(REQUIRED ACTION) The stretch wanted below opens at the line containing "use thiserror::Error;" and closes at the line containing "violation is detected". Please return it exactly, with no other lines.

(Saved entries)
::::
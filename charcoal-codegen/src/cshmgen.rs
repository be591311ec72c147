//! Lowering from Clight to Csharpminor.
//!
//! C types disappear here. Every operator is resolved against the C types
//! of its operands into a width- and signedness-explicit Csharpminor
//! operator; l-values become address computations feeding chunked loads
//! and stores; casts become conversion operators chosen by the
//! (from, to) pair; pointer arithmetic is scaled by the pointee size;
//! `break`/`continue` become `Sexit` with de Bruijn depths; string
//! literals are hoisted into read-only globals; aggregate assignment
//! becomes a `memcpy` builtin.
//!
//! The front-end has already inserted the usual-arithmetic-conversion
//! casts, so both operands of an arithmetic operator always have the same
//! arithmetic type here. Pointer arithmetic is the one place where mixed
//! operand types remain.

use crate::ir::clight::{self, CType, IntSize, Signedness, StructTable};
use crate::ir::csharpminor::{Expr, Function, Program, Stmt, SwitchCase, Var};
use crate::ir::ops::{Binop, Const, Unop};
use crate::ir::types::{Builtin, Chunk, Comparison, Signature};
use crate::ir::DataItem;
use crate::symbols::{string_literal_label, Symbol};
use crate::{CodegenError, CodegenResult};
use std::collections::{BTreeMap, BTreeSet};

/// Run the pass over a whole program.
pub fn run(prog: clight::Program) -> CodegenResult<Program> {
    let mut strings = StringPool::default();
    let mut out = Program::default();

    for (name, g) in &prog.globals {
        out.globals.push((
            *name,
            DataItem {
                size: g.ty.sizeof(&prog.structs),
                align: g.ty.alignof(&prog.structs).min(8),
                init: g.init.clone(),
                readonly: g.readonly,
            },
        ));
    }

    for (name, ft) in &prog.externals {
        let sig = ft.signature().ok_or_else(|| {
            CodegenError::Unsupported(format!("aggregate argument or result in `{}`", name))
        })?;
        out.externals.push((*name, sig));
    }

    for (name, func) in &prog.functions {
        log::debug!("cshmgen: {}", name);
        out.functions
            .push((*name, transl_function(name, func, &prog, &mut strings)?));
    }

    // Hoisted string literals, in first-use order.
    for (label, bytes) in strings.in_order {
        out.globals
            .push((label, DataItem::with_bytes(bytes, 1, true)));
    }

    Ok(out)
}

/// Interning pool for hoisted string literals.
#[derive(Default)]
struct StringPool {
    by_content: BTreeMap<Vec<u8>, Symbol>,
    in_order: Vec<(Symbol, Vec<u8>)>,
}

impl StringPool {
    /// The label of the literal with `bytes` content (NUL excluded),
    /// minting one on first use.
    fn label(&mut self, bytes: &[u8]) -> Symbol {
        let mut data = bytes.to_vec();
        data.push(0);
        if let Some(&label) = self.by_content.get(&data) {
            return label;
        }
        let label = string_literal_label(self.by_content.len() as u32 + 1);
        self.by_content.insert(data.clone(), label);
        self.in_order.push((label, data));
        label
    }
}

struct Ctx<'a> {
    structs: &'a StructTable,
    /// Names of this function's stack-resident locals; any other name is a
    /// global.
    locals: BTreeSet<Symbol>,
    strings: &'a mut StringPool,
}

fn transl_function(
    name: &Symbol,
    func: &clight::Function,
    prog: &clight::Program,
    strings: &mut StringPool,
) -> CodegenResult<Function> {
    let sig = func.signature().ok_or_else(|| {
        CodegenError::Unsupported(format!("aggregate parameter or result in `{}`", name))
    })?;
    assert_eq!(
        func.param_temps.len(),
        func.params.len(),
        "cshmgen: simpl_locals has not run on `{}`",
        name
    );

    let vars: Vec<Var> = func
        .vars
        .iter()
        .map(|(vname, ty)| Var {
            name: *vname,
            size: ty.sizeof(&prog.structs),
            align: ty.alignof(&prog.structs),
        })
        .collect();

    let temps = func
        .temps
        .iter()
        .map(|(t, ty)| {
            (*t, ty.machine_type().unwrap_or_else(|| {
                panic!("cshmgen: non-scalar temporary {} in `{}`", t, name)
            }))
        })
        .collect();

    let mut ctx = Ctx {
        structs: &prog.structs,
        locals: vars.iter().map(|v| v.name).collect(),
        strings,
    };
    let body = transl_stmt(&mut ctx, &func.body, None, None);

    Ok(Function {
        sig,
        params: func.param_temps.clone(),
        vars,
        temps,
        body,
    })
}

/// The address of l-value `e`.
fn transl_lvalue(ctx: &mut Ctx, e: &clight::Expr) -> Expr {
    match e {
        clight::Expr::Evar(x, _) => {
            if ctx.locals.contains(x) {
                Expr::Evar(*x)
            } else {
                Expr::Eaddrof(*x)
            }
        }
        clight::Expr::Ederef(inner, _) => transl_expr(ctx, inner),
        clight::Expr::Efield(base, field, _) => {
            let tag = match base.ty() {
                CType::Struct(tag) => *tag,
                other => panic!("cshmgen: field access on non-struct {}", other),
            };
            let (ofs, _) = ctx
                .structs
                .field_offset(tag, *field)
                .unwrap_or_else(|| panic!("cshmgen: no field {} in struct {}", field, tag));
            let base_addr = transl_lvalue(ctx, base);
            if ofs == 0 {
                base_addr
            } else {
                Expr::Ebinop(
                    Binop::Oaddl,
                    Box::new(base_addr),
                    Box::new(Expr::Econst(Const::Olongconst(ofs))),
                )
            }
        }
        other => panic!("cshmgen: not an l-value: {:?}", other),
    }
}

/// The value of r-value `e`.
fn transl_expr(ctx: &mut Ctx, e: &clight::Expr) -> Expr {
    match e {
        clight::Expr::EconstInt(n, _) => Expr::Econst(Const::Ointconst(*n)),
        clight::Expr::EconstLong(n, _) => Expr::Econst(Const::Olongconst(*n)),
        clight::Expr::EconstFloat(x, _) => Expr::Econst(Const::Ofloatconst(*x)),
        clight::Expr::EconstSingle(x, _) => Expr::Econst(Const::Osingleconst(*x)),
        clight::Expr::EconstStr(bytes, _) => {
            let label = ctx.strings.label(bytes);
            Expr::Eaddrof(label)
        }
        clight::Expr::Etempvar(t, _) => Expr::Etempvar(*t),
        clight::Expr::Eaddrof(inner, _) => transl_lvalue(ctx, inner),
        clight::Expr::Esizeof(ty, _) => {
            Expr::Econst(Const::Ointconst(ty.sizeof(ctx.structs) as i32))
        }
        clight::Expr::Ealignof(ty, _) => {
            Expr::Econst(Const::Ointconst(ty.alignof(ctx.structs) as i32))
        }
        clight::Expr::Eunop(op, a, ty) => {
            let a_ty = a.ty().clone();
            let a = transl_expr(ctx, a);
            Expr::Eunop(transl_unop(*op, &a_ty, ty), Box::new(a))
        }
        clight::Expr::Ebinop(op, a, b, ty) => transl_binop(ctx, *op, a, b, ty),
        clight::Expr::Ecast(a, to) => {
            let from = a.ty().clone();
            let a = transl_expr(ctx, a);
            make_cast(&from, to, a)
        }
        lv @ (clight::Expr::Evar(..) | clight::Expr::Ederef(..) | clight::Expr::Efield(..)) => {
            let ty = lv.ty().clone();
            let addr = transl_lvalue(ctx, lv);
            match ty.access_chunk() {
                // Function designators and aggregates decay to their
                // address.
                None => addr,
                Some(_) if matches!(ty, CType::Function(_)) => addr,
                Some(chunk) => Expr::Eload(chunk, Box::new(addr)),
            }
        }
    }
}

/// Pick the unary operator for C-level `op` at type `ty`.
fn transl_unop(op: clight::UnaryOp, arg_ty: &CType, _result: &CType) -> Unop {
    match (op, arg_ty) {
        (clight::UnaryOp::Neg, CType::Int(..)) => Unop::Onegint,
        (clight::UnaryOp::Neg, CType::Long(_)) => Unop::Onegl,
        (clight::UnaryOp::Neg, CType::Double) => Unop::Onegf,
        (clight::UnaryOp::Neg, CType::Float) => Unop::Onegs,
        (clight::UnaryOp::Not, CType::Int(..)) => Unop::Onotint,
        (clight::UnaryOp::Not, CType::Long(_)) => Unop::Onotl,
        (op, ty) => panic!("cshmgen: {:?} applied at type {}", op, ty),
    }
}

/// The arithmetic class of a C type, for operator selection.
enum Class {
    IntSigned,
    IntUnsigned,
    LongSigned,
    LongUnsigned,
    Double,
    Single,
    Pointer,
}

fn classify(ty: &CType) -> Class {
    match ty {
        CType::Int(_, Signedness::Signed) => Class::IntSigned,
        CType::Int(_, Signedness::Unsigned) => Class::IntUnsigned,
        CType::Long(Signedness::Signed) => Class::LongSigned,
        CType::Long(Signedness::Unsigned) => Class::LongUnsigned,
        CType::Double => Class::Double,
        CType::Float => Class::Single,
        CType::Pointer(_) | CType::Array(..) | CType::Function(_) => Class::Pointer,
        other => panic!("cshmgen: no arithmetic class for {}", other),
    }
}

/// Scale an integer index expression to a byte offset for pointee size
/// `size`, widening it to 64 bits first.
fn scale_index(idx: Expr, idx_ty: &CType, size: i64) -> Expr {
    let widened = match classify(idx_ty) {
        Class::IntSigned => Expr::Eunop(Unop::Olongofint, Box::new(idx)),
        Class::IntUnsigned => Expr::Eunop(Unop::Olongofintu, Box::new(idx)),
        Class::LongSigned | Class::LongUnsigned => idx,
        _ => panic!("cshmgen: non-integer pointer offset"),
    };
    if size == 1 {
        widened
    } else {
        Expr::Ebinop(
            Binop::Omull,
            Box::new(widened),
            Box::new(Expr::Econst(Const::Olongconst(size))),
        )
    }
}
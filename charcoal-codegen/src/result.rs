//! Result and error types representing the outcome of compiling a function.

use thiserror::Error;

/// A compilation error.
///
/// When a pass fails on user input it returns one of these. Violated
/// internal invariants are *not* represented here — they are bugs and abort
/// through `panic!`/`debug_assert!` inside the offending pass.
#[derive(Error, Debug, PartialEq, Eq)]
pub enum CodegenError {
    /// A source construct that charcoal does not implement.
    ///
    /// The string names the construct, e.g. `"long double"`.
    #[error("unsupported construct: {0}")]
    Unsupported(String),

    /// An invariant of the input IR did not hold.
    ///
    /// This is reported instead of a panic when the violation is detected
    /// at a pass boundary, where it may be caused by bad user input
    /// reaching the pipeline rather than by a pass bug.
    #[error("malformed input to {pass} in function `{function}`: {message}")]
    Malformed {
        /// Name of the pass that rejected its input.
        pass: &'static str,
        /// Name of the function being compiled.
        function: String,
        /// What was wrong.
        message: String,
    },
}

/// A convenient alias for a `Result` that uses `CodegenError` as the error.
pub type CodegenResult<T> = Result<T, CodegenError>;
//! External preprocessor invocation.
//!
//! `.c` sources are piped through the first available of `cc`, `gcc`,
//! `clang` with `-E`; `.i` and `.p` files are taken as already
//! preprocessed. A failing preprocessor aborts the compilation with its
//! stderr passed through verbatim.

use anyhow::{anyhow, bail, Context, Result};
use std::path::Path;
use std::process::Command;

/// Candidate preprocessor drivers, in preference order.
const DRIVERS: [&str; 3] = ["cc", "gcc", "clang"];

/// Is `path` already preprocessed, by extension?
pub fn is_preprocessed(path: &Path) -> bool {
    matches!(
        path.extension().and_then(|e| e.to_str()),
        Some("i") | Some("p")
    )
}

/// Read `path`, preprocessing it if necessary. `includes` are `-I` paths.
pub fn read_source(path: &Path, includes: &[String]) -> Result<String> {
    if is_preprocessed(path) {
        return std::fs::read_to_string(path)
            .with_context(|| format!("cannot read `{}`", path.display()));
    }
    preprocess(path, includes)
}

fn preprocess(path: &Path, includes: &[String]) -> Result<String> {
    let driver = DRIVERS
        .iter()
        .find(|d| {
            Command::new(d)
                .arg("--version")
                .output()
                .map(|o| o.status.success())
                .unwrap_or(false)
        })
        .ok_or_else(|| anyhow!("no C preprocessor found (tried {})", DRIVERS.join(", ")))?;

    let mut cmd = Command::new(driver);
    cmd.arg("-E");
    for dir in includes {
        cmd.arg(format!("-I{}", dir));
    }
    cmd.arg(path);

    log::debug!("preprocess: {:?}", cmd);
    let output = cmd
        .output()
        .with_context(|| format!("cannot run `{}`", driver))?;
    if !output.status.success() {
        // The preprocessor's own diagnostics are the message.
        bail!("{}", String::from_utf8_lossy(&output.stderr));
    }
    String::from_utf8(output.stdout).context("preprocessor produced invalid UTF-8")
}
::::
(RESULT OF THE EXERCISE)
use thiserror::Error;

/// A compilation error.
///
/// When a pass fails on user input it returns one of these. Violated
/// internal invariants are *not* represented here — they are bugs and abort
/// through `panic!`/`debug_assert!` inside the offending pass.
#[derive(Error, Debug, PartialEq, Eq)]
pub enum CodegenError {
    /// A source construct that charcoal does not implement.
    ///
    /// The string names the construct, e.g. `"long double"`.
    #[error("unsupported construct: {0}")]
    Unsupported(String),

    /// An invariant of the input IR did not hold.
    ///
    /// This is reported instead of a panic when the violation is detected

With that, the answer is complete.